Here we go again.
It sounds outrageous: The chief operating officer of Luckin Coffee, the largest domestic coffee chain in the China, was accused by his own company of fabricating much of its reported sales in 2019…
Luckin also said that certain costs and expenses were substantially inflated and advised that investors shouldn’t rely on previous financial statements for the nine months ended Sept. 30.
The company has only been public since May. To add insult to injury, Luckin sold 4.8 million shares of stock in a secondary stock offering in January at $42 a share, raising over $380 million in new capital.
The stock, which trades on Nasdaq, dropped more than 75% on Thursday.
You can already smell the lawsuits.
‘A wake-up call for U.S. policymakers’
Muddy Waters Research published a critical report on the company in January describing it as fraud and a “fundamentally broken business.” It was quick to take a victory lap and make an even broader claim.
“This is again a wake-up call for U.S. policymakers, regulators, and investors about the extreme fraud risk China-based companies pose to our markets,” founder Carson Block said in a statement to CNBC.
While this is a particularly egregious example, this has happened many times with Chinese companies, including those that have listed in the U.S.
More than a decade ago, hundreds of Chinese companies went public in the U.S. via reverse mergers, merging into public but mostly dormant U.S. companies. Many turned out to be frauds — so many that a movie, “The China Hustle,” was made about the whole wild affair.
The weak point in oversight: Auditing
Fast forward to today, and one particularly weak point stands out: auditing procedures. Securities and Exchange Commission Chairman Jay Clayton and William Duhnke III, chairman of the Public Company Accounting Oversight Board, have often noted that U.S. regulators are prevented from inspecting audit work and practices of audit firms in China. They have called for more cooperation from China, to no avail.

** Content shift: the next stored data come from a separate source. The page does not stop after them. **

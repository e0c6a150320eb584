//! Upload pipeline: extract, analyze, persist. Each stage awaits the previous one
//! and any failure aborts the upload with nothing stored.

use std::sync::Arc;

use serde::Serialize;
use tracing::{error, info};
use uuid::Uuid;

use crate::analysis::analyzer::ResumeAnalyzer;
use crate::analysis::models::AnalysisResult;
use crate::extraction::pdf::PageExtractor;
use crate::extraction::upload::{validate_upload, UploadError, UploadFile};
use crate::resumes::store::{NewResume, ResumeStore};

#[derive(Debug, Serialize)]
pub struct UploadOutcome {
    pub id: Uuid,
    pub file_name: String,
    pub analysis: AnalysisResult,
}

pub async fn process_upload(
    extractor: Arc<dyn PageExtractor>,
    analyzer: &dyn ResumeAnalyzer,
    store: &dyn ResumeStore,
    user_id: Uuid,
    file: Option<UploadFile>,
) -> Result<UploadOutcome, UploadError> {
    let file_name = file
        .as_ref()
        .map(|f| f.file_name.clone())
        .unwrap_or_default();

    // PDF parsing is CPU-bound; keep it off the async workers.
    let document = tokio::task::spawn_blocking(move || validate_upload(&*extractor, file.as_ref()))
        .await
        .map_err(|e| UploadError::Extraction(format!("extraction task failed: {e}")))??;

    let analysis = analyzer
        .analyze(&document.normalized_text)
        .await
        .map_err(|e| {
            error!(%user_id, "Resume analysis failed: {e}");
            UploadError::DownstreamAnalysis(e.to_string())
        })?;

    let id = store
        .insert(NewResume {
            user_id,
            file_name: &file_name,
            content: &document.normalized_text,
            analysis: &analysis,
        })
        .await
        .map_err(|e| {
            error!(%user_id, "Resume persistence failed: {e:?}");
            UploadError::Persistence(e.to_string())
        })?;

    info!(%user_id, resume_id = %id, ats_score = analysis.ats_score, "Resume processed");
    Ok(UploadOutcome {
        id,
        file_name,
        analysis,
    })
}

All foreign companies that list on U.S. exchanges must have their financial statements audited by an independent firm. Multinational companies are generally audited by firms in their own country. This is true regardless of whether the firm listing in the U.S. is based in China, Russia, Turkey, France or anywhere else.
The Sarbanes-Oxley Act of 2002 established the PCAOB. It required that every domestic and foreign accounting firm that issues audit reports for companies that report to the SEC register with the board.
The board is required to periodically inspect registered firm audits of U.S. public companies, including those done by foreign firms, and this has caused significant friction with foreign accounting firms and their regulators.
Over time, the PCAOB negotiated agreements with foreign counterparts that allowed them to perform audit inspections.
Clayton and Duhnke issued a joint statement in December 2018 noting that the board had entered into cooperative agreements with 23 foreign regulators that allow them to conduct either joint inspections or share inspection findings with regulators in those jurisdictions.
China, however, is one of the few countries that has not been cooperating with the board.
Clayton and Duhnke reiterated their frustration in a Feb. 19 statement, where they noted that the board “continues to be prevented from inspecting the audit work and practices of PCAOB-registered audit firms in China on a comparable basis to other non-U.S. jurisdictions.”
Sen. Marco Rubio, R-Fla., has also been vocal about the reluctance of China’s regulatory authority to cooperate with the United States. In June, Rubio and several other senators introduced a bill to delist firms that are out of compliance with U.S. regulators for a period of three years, with a particular emphasis on China.